# Working data
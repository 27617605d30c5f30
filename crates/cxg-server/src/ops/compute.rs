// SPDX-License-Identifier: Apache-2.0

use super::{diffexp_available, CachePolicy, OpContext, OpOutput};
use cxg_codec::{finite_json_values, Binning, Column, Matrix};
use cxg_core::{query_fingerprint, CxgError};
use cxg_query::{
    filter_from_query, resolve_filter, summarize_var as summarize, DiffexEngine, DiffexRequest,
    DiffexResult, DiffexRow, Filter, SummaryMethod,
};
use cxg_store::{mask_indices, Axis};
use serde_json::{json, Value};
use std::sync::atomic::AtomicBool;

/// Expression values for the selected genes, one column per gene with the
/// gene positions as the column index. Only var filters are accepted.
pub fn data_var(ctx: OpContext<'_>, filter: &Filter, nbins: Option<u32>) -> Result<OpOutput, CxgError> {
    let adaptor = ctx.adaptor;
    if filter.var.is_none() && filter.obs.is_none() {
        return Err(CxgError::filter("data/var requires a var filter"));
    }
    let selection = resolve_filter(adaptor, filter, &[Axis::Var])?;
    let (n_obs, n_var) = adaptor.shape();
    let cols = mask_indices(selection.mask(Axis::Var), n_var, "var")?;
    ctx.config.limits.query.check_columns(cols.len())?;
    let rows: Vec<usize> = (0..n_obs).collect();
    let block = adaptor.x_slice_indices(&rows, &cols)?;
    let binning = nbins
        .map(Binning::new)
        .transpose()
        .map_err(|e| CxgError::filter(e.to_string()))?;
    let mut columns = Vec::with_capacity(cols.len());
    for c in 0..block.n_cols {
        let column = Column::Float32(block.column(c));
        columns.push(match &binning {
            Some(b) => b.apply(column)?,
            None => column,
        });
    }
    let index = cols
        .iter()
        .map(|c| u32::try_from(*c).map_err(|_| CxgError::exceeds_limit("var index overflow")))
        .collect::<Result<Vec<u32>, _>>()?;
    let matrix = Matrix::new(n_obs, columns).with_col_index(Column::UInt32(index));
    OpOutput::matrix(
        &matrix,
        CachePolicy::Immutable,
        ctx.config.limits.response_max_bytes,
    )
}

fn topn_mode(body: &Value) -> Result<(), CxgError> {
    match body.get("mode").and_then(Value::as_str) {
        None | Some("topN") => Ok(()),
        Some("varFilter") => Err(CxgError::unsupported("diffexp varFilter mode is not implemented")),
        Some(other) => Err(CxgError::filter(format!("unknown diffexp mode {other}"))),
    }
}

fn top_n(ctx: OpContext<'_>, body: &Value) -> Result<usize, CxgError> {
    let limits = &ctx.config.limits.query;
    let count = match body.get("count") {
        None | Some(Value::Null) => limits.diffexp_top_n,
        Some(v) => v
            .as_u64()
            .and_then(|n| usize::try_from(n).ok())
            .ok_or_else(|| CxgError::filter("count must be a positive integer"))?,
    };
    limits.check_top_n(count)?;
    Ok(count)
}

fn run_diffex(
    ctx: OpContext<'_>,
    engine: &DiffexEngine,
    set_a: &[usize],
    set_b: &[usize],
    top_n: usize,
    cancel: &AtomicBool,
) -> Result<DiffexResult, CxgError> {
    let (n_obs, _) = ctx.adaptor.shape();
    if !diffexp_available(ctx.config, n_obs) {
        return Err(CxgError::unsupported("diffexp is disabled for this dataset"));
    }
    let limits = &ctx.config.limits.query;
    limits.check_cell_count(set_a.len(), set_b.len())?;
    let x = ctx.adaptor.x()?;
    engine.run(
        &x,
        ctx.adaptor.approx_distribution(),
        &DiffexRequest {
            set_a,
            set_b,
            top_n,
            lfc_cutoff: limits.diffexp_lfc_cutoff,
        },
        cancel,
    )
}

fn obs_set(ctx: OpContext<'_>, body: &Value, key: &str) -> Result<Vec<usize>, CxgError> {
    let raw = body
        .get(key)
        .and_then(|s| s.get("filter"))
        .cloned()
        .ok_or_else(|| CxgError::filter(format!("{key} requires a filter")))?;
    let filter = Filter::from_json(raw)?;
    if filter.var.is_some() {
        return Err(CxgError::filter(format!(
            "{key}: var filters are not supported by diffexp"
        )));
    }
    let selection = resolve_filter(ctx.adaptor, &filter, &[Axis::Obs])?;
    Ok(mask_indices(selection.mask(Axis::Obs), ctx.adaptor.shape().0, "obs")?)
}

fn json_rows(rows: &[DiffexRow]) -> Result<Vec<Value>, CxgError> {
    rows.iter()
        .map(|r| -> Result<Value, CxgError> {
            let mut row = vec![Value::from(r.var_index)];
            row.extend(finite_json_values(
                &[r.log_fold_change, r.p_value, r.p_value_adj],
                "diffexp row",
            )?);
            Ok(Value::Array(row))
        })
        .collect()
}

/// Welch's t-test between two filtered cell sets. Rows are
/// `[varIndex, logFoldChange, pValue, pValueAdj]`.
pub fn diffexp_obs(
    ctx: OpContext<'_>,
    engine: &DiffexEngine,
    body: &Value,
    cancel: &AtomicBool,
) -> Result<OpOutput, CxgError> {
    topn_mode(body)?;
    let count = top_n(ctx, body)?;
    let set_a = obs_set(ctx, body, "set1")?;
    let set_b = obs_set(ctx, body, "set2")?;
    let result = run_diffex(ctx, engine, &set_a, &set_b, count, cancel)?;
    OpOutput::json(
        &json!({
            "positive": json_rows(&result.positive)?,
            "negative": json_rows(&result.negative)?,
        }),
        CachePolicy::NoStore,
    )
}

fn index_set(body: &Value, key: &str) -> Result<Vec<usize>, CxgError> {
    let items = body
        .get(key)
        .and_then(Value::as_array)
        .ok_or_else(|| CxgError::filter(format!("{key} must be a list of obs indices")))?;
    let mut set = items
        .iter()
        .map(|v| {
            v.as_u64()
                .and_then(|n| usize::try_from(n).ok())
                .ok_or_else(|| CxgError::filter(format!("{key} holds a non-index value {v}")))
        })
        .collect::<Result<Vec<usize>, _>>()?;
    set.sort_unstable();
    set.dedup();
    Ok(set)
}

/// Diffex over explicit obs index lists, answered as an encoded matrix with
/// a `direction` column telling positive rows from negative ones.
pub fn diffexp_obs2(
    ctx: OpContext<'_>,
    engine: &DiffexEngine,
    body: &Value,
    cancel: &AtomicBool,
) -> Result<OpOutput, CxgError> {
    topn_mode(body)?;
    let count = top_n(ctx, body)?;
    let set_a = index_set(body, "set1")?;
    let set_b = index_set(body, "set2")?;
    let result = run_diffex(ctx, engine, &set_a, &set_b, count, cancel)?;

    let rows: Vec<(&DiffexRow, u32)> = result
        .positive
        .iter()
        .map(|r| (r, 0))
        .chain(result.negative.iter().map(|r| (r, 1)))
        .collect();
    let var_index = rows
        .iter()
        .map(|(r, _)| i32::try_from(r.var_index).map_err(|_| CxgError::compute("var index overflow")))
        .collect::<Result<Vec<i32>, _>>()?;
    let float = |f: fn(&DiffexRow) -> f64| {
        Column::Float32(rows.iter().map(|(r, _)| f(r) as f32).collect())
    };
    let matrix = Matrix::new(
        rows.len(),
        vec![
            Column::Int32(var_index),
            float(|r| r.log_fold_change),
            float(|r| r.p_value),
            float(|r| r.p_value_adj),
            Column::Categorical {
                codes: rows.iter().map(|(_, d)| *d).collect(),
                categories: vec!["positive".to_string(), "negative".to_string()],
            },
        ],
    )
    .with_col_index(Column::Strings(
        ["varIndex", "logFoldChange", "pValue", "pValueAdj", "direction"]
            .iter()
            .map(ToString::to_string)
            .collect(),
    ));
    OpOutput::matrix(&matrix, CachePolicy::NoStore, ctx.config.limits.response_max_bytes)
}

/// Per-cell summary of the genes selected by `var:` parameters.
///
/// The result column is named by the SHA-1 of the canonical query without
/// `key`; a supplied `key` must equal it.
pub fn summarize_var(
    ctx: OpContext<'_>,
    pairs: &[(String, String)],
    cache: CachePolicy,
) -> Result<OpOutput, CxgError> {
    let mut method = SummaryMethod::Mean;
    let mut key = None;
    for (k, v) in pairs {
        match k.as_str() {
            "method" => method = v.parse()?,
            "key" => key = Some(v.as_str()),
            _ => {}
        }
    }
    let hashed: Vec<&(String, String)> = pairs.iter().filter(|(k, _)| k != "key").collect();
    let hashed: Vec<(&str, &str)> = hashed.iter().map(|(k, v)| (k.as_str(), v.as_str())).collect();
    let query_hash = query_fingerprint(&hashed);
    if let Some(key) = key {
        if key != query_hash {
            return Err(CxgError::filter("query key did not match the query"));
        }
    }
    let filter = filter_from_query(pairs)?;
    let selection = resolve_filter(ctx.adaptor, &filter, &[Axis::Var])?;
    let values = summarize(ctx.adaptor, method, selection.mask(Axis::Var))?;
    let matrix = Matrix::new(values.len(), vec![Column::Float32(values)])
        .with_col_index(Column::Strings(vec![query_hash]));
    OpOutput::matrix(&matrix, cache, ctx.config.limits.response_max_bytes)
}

# Your objective
Could you set down, word for word, only the lines above from the line with "be a positive" to the line with "let x = ctx.adaptor.x()?;", including both?

# Written response
            .ok_or_else(|| CxgError::filter("count must be a positive integer"))?,
    };
    limits.check_top_n(count)?;
    Ok(count)
}

fn run_diffex(
    ctx: OpContext<'_>,
    engine: &DiffexEngine,
    set_a: &[usize],
    set_b: &[usize],
    top_n: usize,
    cancel: &AtomicBool,
) -> Result<DiffexResult, CxgError> {
    let (n_obs, _) = ctx.adaptor.shape();
    if !diffexp_available(ctx.config, n_obs) {
        return Err(CxgError::unsupported("diffexp is disabled for this dataset"));
    }
    let limits = &ctx.config.limits.query;
    limits.check_cell_count(set_a.len(), set_b.len())?;
    let x = ctx.adaptor.x()?;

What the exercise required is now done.